The demand for rhino horn and the consequent rhino poaching, gets press all-over. And it is never good press.
In Europe, people who make models for musea are being approached (and offered up to 5000 Euro) to gather information regarding the location of real horns. Rhino horns are being stolen from public and private collections, yet worse of all, here in Kenya, poaching (of both rhino and elephant) has gone up again since the arrival of the Chinese. They come here for road construction, yet some of them seem to have lucrative yet very unfortunate side businesses (China and Vietnam are 2 of the main markets for rhino horn powder). You can safely call this a flipside of ‘development’. And although the poachers are cruel (Save the Rhino last week shared some images of a life animal which horn had been cut, just the thought of it still enrages me), it is the people who use and buy the horn powder that are the real culprits.
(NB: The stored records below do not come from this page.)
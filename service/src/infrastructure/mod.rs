use std::sync::Arc;
use std::time::Duration;

use editorial_common::schedule::ChannelSelection;
use tokio_util::sync::CancellationToken;

use crate::domain::assignments::AssignmentLedger;
use crate::domain::dispatch::{ChannelAdapter, DistributionDispatcher, RetryPolicy};
use crate::domain::drafts::{DraftStore, EditingSessions};
use crate::domain::repository::{EditorialRepository, SnapshotRepository};
use crate::domain::scheduler::Scheduler;
use crate::domain::workflow_engine::{WorkflowEngine, WorkflowPolicy};
use crate::domain::{AppState, Collaborators};
use crate::infrastructure::settings::Settings;

pub mod audit;
pub mod channels;
pub mod http;
pub mod identity;
pub mod memory;
pub mod persistence;
pub mod settings;

#[derive(Clone)]
pub struct AppStateImpl<R> {
    engine: WorkflowEngine<R>,
    ledger: AssignmentLedger<R>,
    scheduler: Scheduler<R>,
    drafts: DraftStore<R>,
    sessions: EditingSessions<R>,
}

impl<R> AppStateImpl<R>
where
    R: EditorialRepository + SnapshotRepository,
{
    /// Wires every editorial component on top of one repository.
    pub fn new(
        repository: R,
        collaborators: Collaborators,
        adapters: Vec<Arc<dyn ChannelAdapter>>,
        settings: &Settings,
        shutdown: CancellationToken,
    ) -> Self {
        let retry = RetryPolicy {
            attempt_timeout: Duration::from_secs(settings.dispatch.attempt_timeout_seconds),
            max_attempts: settings.dispatch.max_attempts.max(1),
            initial_backoff: Duration::from_millis(settings.dispatch.initial_backoff_millis),
        };
        let dispatcher = Arc::new(DistributionDispatcher::new(
            adapters,
            retry,
            collaborators.clock.clone(),
        ));

        let policy = WorkflowPolicy {
            review_period: settings.review.default_due_hours.map(chrono::Duration::hours),
            default_channels: ChannelSelection::enabled_only(
                settings.dispatch.default_channels.iter().copied(),
            ),
        };

        let engine = WorkflowEngine::new(repository.clone(), dispatcher, collaborators.clone(), policy);
        let ledger = AssignmentLedger::new(repository.clone(), collaborators.clone());
        let scheduler = Scheduler::new(
            repository.clone(),
            engine.clone(),
            collaborators.clone(),
            settings.scheduler.batch_size,
        );
        let drafts = DraftStore::new(repository, collaborators);
        let sessions = EditingSessions::new(
            drafts.clone(),
            Duration::from_secs(settings.drafts.autosave_interval_seconds.max(1)),
            Duration::from_secs(settings.drafts.session_idle_timeout_seconds.max(1)),
            shutdown,
        );

        Self {
            engine,
            ledger,
            scheduler,
            drafts,
            sessions,
        }
    }
}

impl<R> AppState for AppStateImpl<R>
where
    R: EditorialRepository + SnapshotRepository,
{
    type R = R;

    fn engine(&self) -> &WorkflowEngine<R> {
        &self.engine
    }

    fn ledger(&self) -> &AssignmentLedger<R> {
        &self.ledger
    }

    fn scheduler(&self) -> &Scheduler<R> {
        &self.scheduler
    }

    fn drafts(&self) -> &DraftStore<R> {
        &self.drafts
    }

    fn sessions(&self) -> &EditingSessions<R> {
        &self.sessions
    }
}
For a big 4 kg horn, merchants can touch up to 200 000 Euro. These same merchants would pay a poacher around 1000 USD for the same horn. In a country where the majority of the people has to survive on less than 1 USD per day, this is serious money and a quick win.
And all that for absolutely nothing, since the horns, being made from the same substance as your finger nails don’t have any medicinal value at all. It’s a sad story for a beautiful animal which future is uncertain, due to the pressure on their environment and due to the strong myths regarding the medicinal value of rhino horn powder.
Let us do what we can to prevent a sad future. Let it not come to a point where their horns have to be removed on a yearly basis (they grow quite fast) to save them. I try do my part here by raising some tiny awareness, and there are great initiatives out there that do a lot more and which can use your support. Save the Rhino is one of them and The David Sheldrick Wildlife Trust is another one (more about them in one of my future posts).
As you can read, these matters get me going, yet for now I’ll leave it at this. Ending with a backlit picture, taken on the way out of Nairobi National Parc, a few weeks ago. The lesson learnt on this one is twofold: 1. do not be afraid to shoot into the sun and 2. keep your camera at hand, even when you think about calling it a day.